Baharudin menjelaskan, surat yang diterima pihak Polda Metro Jaya adalah surat tanggapan dari BPKP atas permintaan Polda Metro Jaya. Jadi, bukan hasil audit tersebut. "Yang kami terima itu adalah surat respon akan mengaudit Askrindo. Itu tanggapan dari surat permohonan kami," tuturnya.

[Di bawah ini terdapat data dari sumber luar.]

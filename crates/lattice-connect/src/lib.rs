//! Lattice Connect: client-side management channels
//!
//! This crate is the control plane's client half: it connects a driver to
//! the management endpoints of its fleet and routes bean calls over those
//! connections.
//!
//! # Architecture
//!
//! - **MgmtChannel**: lazily connecting channel with a background attempt
//!   loop, lifecycle listeners and a notification pump
//! - **InvocationDispatcher**: attribute reads/writes and operation calls
//!   over one channel, with a consistent not-connected and transport-failure
//!   policy
//! - **BeanProxy**: call-site front end routing method shapes through the
//!   shared classification cache
//! - **TopologyManager / FleetForwarder**: the fleet registry and selector
//!   driven fan-out of admin actions
//!
//! # Example
//!
//! ```rust,no_run
//! use lattice_connect::{ChannelInfo, InvocationDispatcher, MgmtChannel, MgmtContext};
//! use lattice_mgmt::MgmtConfig;
//! use std::sync::Arc;
//! use std::time::Duration;
//!
//! # async fn example() -> Result<(), lattice_connect::ChannelError> {
//! let info = ChannelInfo::remote("lattice", "10.0.0.5", 11198);
//! let channel = MgmtChannel::remote(info, MgmtConfig::default());
//!
//! if channel.connect_and_wait(Duration::from_secs(2)).await {
//!     let context = Arc::new(MgmtContext::new());
//!     let dispatcher = InvocationDispatcher::new(channel, context);
//!     let status = dispatcher
//!         .get_attribute("lattice:type=node,name=admin", "status")
//!         .await?;
//!     println!("{status:?}");
//! }
//! # Ok(())
//! # }
//! ```

pub mod channel;
pub mod context;
pub mod dispatch;
pub mod error;
pub mod forwarder;
pub mod info;
pub mod proxy;
pub mod topology;

pub use channel::{
    ChannelListener, ChannelState, MgmtChannel, NotificationFilter, NotificationListener,
    SESSION_METADATA_KEY,
};
pub use context::MgmtContext;
pub use dispatch::{InvocationDispatcher, MethodKey, MethodKind, MethodShape};
pub use error::ChannelError;
pub use forwarder::{AdminAction, FleetForwarder, ForwardOutcome, ADMIN_BEAN};
pub use info::ChannelInfo;
pub use proxy::{BeanProxy, NotificationEmitter};
pub use topology::TopologyManager;
#[cfg(test)]
mod tests {
    use super::*;
    use async_trait::async_trait;
    use lattice_mgmt::{BeanDescriptor, ManagedBean};
    use serde_json::json;

    struct EchoBean;

    #[async_trait]
    impl ManagedBean for EchoBean {
        async fn get_attribute(&self, name: &str) -> Result<Option<Value>, BeanError> {
            match name {
                "status" => Ok(Some(json!("running"))),
                "nothing" => Ok(None),
                other => Err(BeanError::AttributeNotFound {
                    bean: "echo".to_string(),
                    attribute: other.to_string(),
                }),
            }
        }

        async fn set_attribute(&self, _name: &str, _value: Value) -> Result<(), BeanError> {
            Ok(())
        }

        async fn invoke(
            &self,
            operation: &str,
            params: Vec<Value>,
        ) -> Result<Option<Value>, BeanError> {
            match operation {
                "echo" => Ok(Some(json!(params))),
                other => Err(BeanError::OperationNotFound {
                    bean: "echo".to_string(),
                    operation: other.to_string(),
                }),
            }
        }

        fn descriptor(&self) -> BeanDescriptor {
            BeanDescriptor::default()
                .attribute("status", false)
                .operation("echo", &["json"], true)
        }
    }

    fn service(token: Option<&str>) -> MgmtServiceImpl {
        let registry = Arc::new(BeanRegistry::new());
        registry
            .register("lattice:type=test,name=echo".parse().unwrap(), Arc::new(EchoBean))
            .unwrap();
        MgmtServiceImpl::new(
            registry,
            "lattice",
            token.map(str::to_string),
            EndpointKind::Node,
        )
    }

    async fn open_session(service: &MgmtServiceImpl) -> String {
        let response = service
            .handshake(Request::new(HandshakeRequest {
                protocol: "lattice".to_string(),
                version: "test".to_string(),
                token: String::new(),
                codec: "json".to_string(),
            }))
            .await
            .unwrap()
            .into_inner();
        assert!(response.accepted);
        response.session_id
    }

    fn with_session<T>(session: &str, message: T) -> Request<T> {
        let mut request = Request::new(message);
        request.metadata_mut().insert(
            SESSION_METADATA_KEY,
            session.parse().expect("session id is ascii"),
        );
        request
    }

    #[tokio::test]
    async fn test_handshake_rejects_protocol_and_token() {
        let service = service(Some("secret"));

        let response = service
            .handshake(Request::new(HandshakeRequest {
                protocol: "other".to_string(),
                version: "test".to_string(),
                token: "secret".to_string(),
                codec: "json".to_string(),
            }))
            .await
            .unwrap()
            .into_inner();
        assert!(!response.accepted);
        assert!(response.reason.contains("protocol"));

        let response = service
            .handshake(Request::new(HandshakeRequest {
                protocol: "lattice".to_string(),
                version: "test".to_string(),
                token: "wrong".to_string(),
                codec: "json".to_string(),
            }))
            .await
            .unwrap()
            .into_inner();
        assert!(!response.accepted);
        assert_eq!(response.reason, "invalid token");
    }

    #[tokio::test]
    async fn test_calls_without_session_are_unauthenticated() {
        let service = service(None);
        let err = service
            .get_attribute(Request::new(GetAttributeRequest {
                bean: "lattice:type=test,name=echo".to_string(),
                attribute: "status".to_string(),
            }))
            .await
            .unwrap_err();
        assert_eq!(err.code(), tonic::Code::Unauthenticated);
    }

    #[tokio::test]
    async fn test_attribute_round_trip_preserves_absence() {
        let service = service(None);
        let session = open_session(&service).await;

        let response = service
            .get_attribute(with_session(
                &session,
                GetAttributeRequest {
                    bean: "lattice:type=test,name=echo".to_string(),
                    attribute: "status".to_string(),
                },
            ))
            .await
            .unwrap()
            .into_inner();
        assert!(response.present);
        assert_eq!(
            serde_json::from_slice::<Value>(&response.value).unwrap(),
            json!("running")
        );

        let response = service
            .get_attribute(with_session(
                &session,
                GetAttributeRequest {
                    bean: "lattice:type=test,name=echo".to_string(),
                    attribute: "nothing".to_string(),
                },
            ))
            .await
            .unwrap()
            .into_inner();
        assert!(!response.present);
        assert!(response.value.is_empty());
    }

    #[tokio::test]
    async fn test_unknown_bean_maps_to_not_found() {
        let service = service(None);
        let session = open_session(&service).await;

        let err = service
            .invoke(with_session(
                &session,
                InvokeRequest {
                    bean: "lattice:type=test,name=ghost".to_string(),
                    operation: "echo".to_string(),
                    params: Vec::new(),
                    signature: Vec::new(),
                },
            ))
            .await
            .unwrap_err();
        assert_eq!(err.code(), tonic::Code::NotFound);
    }

    #[tokio::test]
    async fn test_forward_without_forwarder_is_unimplemented() {
        let service = service(None);
        let session = open_session(&service).await;

        let err = service
            .forward(with_session(
                &session,
                ForwardRequest {
                    selector: serde_json::to_vec(&Selector::All).unwrap(),
                    invoke: Some(InvokeRequest {
                        bean: "lattice:type=node,name=admin".to_string(),
                        operation: "restart".to_string(),
                        params: Vec::new(),
                        signature: Vec::new(),
                    }),
                },
            ))
            .await
            .unwrap_err();
        assert_eq!(err.code(), tonic::Code::Unimplemented);
    }
}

Sebelumnya, diberitakan bahwa Ditreskrimsus Polda Metro Jaya sudah menerima surat hasil audit BPKP. Pihak penyidik sendiri hingga kini belum menetapkan tersangka dalam kasus itu. Padahal, sudah 24 orang saksi, termasuk jajaran direksi Askrindo telah dimintai keterangan penyidik. Polisi berkilah bahwa untuk menetapkan tersangka, penyidik perlu menunggu hasil audit BPKPP yang menjadi dasar penetuan kerugian negara dalam kasus ini.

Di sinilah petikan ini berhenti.